* **PROBLEM TO WORK ON**
Extract each line holding the word "method" from the entries.

* **PROVIDED DATA**
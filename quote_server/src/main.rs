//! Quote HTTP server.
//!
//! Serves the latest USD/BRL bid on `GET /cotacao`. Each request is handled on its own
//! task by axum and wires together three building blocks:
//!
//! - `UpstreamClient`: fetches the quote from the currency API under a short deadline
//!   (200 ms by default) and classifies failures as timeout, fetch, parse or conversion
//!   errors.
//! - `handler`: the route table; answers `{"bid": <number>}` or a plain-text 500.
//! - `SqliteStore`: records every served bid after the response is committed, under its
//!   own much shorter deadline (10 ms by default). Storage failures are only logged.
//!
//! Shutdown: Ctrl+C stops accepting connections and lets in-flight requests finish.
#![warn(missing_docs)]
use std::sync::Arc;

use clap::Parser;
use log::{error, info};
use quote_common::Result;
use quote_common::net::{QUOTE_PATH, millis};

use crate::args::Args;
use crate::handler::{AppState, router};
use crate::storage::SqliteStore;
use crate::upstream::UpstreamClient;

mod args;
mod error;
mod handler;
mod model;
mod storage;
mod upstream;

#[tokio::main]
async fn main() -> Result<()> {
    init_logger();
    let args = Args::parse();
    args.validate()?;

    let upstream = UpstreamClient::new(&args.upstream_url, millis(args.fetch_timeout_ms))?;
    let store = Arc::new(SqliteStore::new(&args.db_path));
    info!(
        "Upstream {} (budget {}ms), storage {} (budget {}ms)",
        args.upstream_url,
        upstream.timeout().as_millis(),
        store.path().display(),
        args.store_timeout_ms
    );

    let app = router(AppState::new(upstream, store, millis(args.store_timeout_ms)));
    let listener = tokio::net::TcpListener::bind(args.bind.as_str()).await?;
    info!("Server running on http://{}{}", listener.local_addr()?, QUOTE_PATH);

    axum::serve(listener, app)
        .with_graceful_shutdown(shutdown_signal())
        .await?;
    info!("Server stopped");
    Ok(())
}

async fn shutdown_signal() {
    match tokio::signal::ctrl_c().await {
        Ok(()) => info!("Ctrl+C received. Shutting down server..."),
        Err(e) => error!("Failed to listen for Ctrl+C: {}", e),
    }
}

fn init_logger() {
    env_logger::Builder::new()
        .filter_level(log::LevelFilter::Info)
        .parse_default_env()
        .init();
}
==
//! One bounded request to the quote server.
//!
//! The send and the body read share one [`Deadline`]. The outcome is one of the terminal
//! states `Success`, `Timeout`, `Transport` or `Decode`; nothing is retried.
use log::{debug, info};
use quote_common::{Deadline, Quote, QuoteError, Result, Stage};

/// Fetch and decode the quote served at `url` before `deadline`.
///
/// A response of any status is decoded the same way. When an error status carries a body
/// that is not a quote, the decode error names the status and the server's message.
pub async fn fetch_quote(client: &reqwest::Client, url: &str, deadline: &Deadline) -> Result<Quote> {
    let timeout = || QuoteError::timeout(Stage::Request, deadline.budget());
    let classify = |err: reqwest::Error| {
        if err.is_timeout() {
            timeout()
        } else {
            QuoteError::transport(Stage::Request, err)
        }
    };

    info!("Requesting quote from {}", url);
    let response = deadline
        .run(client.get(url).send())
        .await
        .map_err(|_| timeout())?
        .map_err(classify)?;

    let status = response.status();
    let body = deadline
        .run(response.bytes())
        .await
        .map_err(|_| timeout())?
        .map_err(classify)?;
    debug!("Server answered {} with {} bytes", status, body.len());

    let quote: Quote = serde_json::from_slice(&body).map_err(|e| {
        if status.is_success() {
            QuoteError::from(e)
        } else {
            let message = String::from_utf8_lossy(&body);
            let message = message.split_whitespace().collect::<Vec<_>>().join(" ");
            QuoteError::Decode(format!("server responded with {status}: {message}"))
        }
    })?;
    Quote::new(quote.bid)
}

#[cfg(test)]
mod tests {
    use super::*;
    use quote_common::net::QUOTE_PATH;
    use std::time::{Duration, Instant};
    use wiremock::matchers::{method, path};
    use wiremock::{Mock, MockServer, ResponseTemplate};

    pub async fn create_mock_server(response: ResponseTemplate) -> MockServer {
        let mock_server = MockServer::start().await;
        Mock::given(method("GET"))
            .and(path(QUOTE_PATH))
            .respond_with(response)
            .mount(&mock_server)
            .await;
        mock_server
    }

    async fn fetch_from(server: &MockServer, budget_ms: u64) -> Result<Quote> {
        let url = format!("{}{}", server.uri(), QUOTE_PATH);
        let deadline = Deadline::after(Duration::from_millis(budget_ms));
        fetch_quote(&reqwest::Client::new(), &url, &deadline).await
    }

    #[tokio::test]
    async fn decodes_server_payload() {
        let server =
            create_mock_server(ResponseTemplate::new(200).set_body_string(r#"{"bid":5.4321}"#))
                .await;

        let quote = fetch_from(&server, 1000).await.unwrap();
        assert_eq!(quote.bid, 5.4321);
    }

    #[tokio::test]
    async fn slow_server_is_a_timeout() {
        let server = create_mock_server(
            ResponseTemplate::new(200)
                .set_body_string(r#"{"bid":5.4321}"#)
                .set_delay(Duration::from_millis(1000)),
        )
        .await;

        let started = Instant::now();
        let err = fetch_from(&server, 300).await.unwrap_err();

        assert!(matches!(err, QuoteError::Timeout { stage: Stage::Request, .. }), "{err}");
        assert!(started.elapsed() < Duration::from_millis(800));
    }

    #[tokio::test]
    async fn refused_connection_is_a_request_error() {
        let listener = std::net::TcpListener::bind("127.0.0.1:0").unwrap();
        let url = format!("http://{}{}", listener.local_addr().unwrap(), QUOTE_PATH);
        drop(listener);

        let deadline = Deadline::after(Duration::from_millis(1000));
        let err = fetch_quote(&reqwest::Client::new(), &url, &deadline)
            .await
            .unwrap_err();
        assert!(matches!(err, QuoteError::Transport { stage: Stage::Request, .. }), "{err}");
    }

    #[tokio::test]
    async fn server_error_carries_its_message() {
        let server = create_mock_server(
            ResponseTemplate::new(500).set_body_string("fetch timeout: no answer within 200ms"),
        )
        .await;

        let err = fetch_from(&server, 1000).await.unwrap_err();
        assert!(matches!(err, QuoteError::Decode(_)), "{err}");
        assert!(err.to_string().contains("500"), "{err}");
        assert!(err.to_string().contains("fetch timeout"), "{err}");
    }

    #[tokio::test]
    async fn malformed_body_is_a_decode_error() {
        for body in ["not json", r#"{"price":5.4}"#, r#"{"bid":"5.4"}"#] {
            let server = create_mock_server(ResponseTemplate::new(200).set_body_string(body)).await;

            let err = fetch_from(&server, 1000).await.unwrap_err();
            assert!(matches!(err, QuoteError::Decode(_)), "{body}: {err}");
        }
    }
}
==
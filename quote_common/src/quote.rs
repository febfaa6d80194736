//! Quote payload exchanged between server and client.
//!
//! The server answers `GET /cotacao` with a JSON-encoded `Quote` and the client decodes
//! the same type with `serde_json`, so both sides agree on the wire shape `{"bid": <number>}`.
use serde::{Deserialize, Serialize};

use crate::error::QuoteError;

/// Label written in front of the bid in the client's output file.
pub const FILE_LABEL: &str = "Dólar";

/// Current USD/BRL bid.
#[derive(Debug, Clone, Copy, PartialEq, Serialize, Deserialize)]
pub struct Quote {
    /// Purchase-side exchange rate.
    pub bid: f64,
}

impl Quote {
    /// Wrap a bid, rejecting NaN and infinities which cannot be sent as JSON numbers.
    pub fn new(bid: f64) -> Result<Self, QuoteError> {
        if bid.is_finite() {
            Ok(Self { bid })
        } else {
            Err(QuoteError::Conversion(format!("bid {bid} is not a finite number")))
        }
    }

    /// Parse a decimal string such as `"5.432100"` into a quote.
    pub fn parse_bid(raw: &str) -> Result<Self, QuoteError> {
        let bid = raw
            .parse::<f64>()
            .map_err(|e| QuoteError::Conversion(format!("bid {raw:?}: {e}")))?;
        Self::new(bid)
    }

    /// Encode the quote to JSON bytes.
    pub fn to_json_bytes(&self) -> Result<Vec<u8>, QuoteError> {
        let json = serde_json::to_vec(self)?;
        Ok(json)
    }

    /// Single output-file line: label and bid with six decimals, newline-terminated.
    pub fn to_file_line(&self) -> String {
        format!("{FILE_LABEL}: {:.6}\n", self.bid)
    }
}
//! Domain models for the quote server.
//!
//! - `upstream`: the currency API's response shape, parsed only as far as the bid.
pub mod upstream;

* **RESULT FOR THIS EXERCISE**
    use wiremock::matchers::{method, path};
        Mock::given(method("GET"))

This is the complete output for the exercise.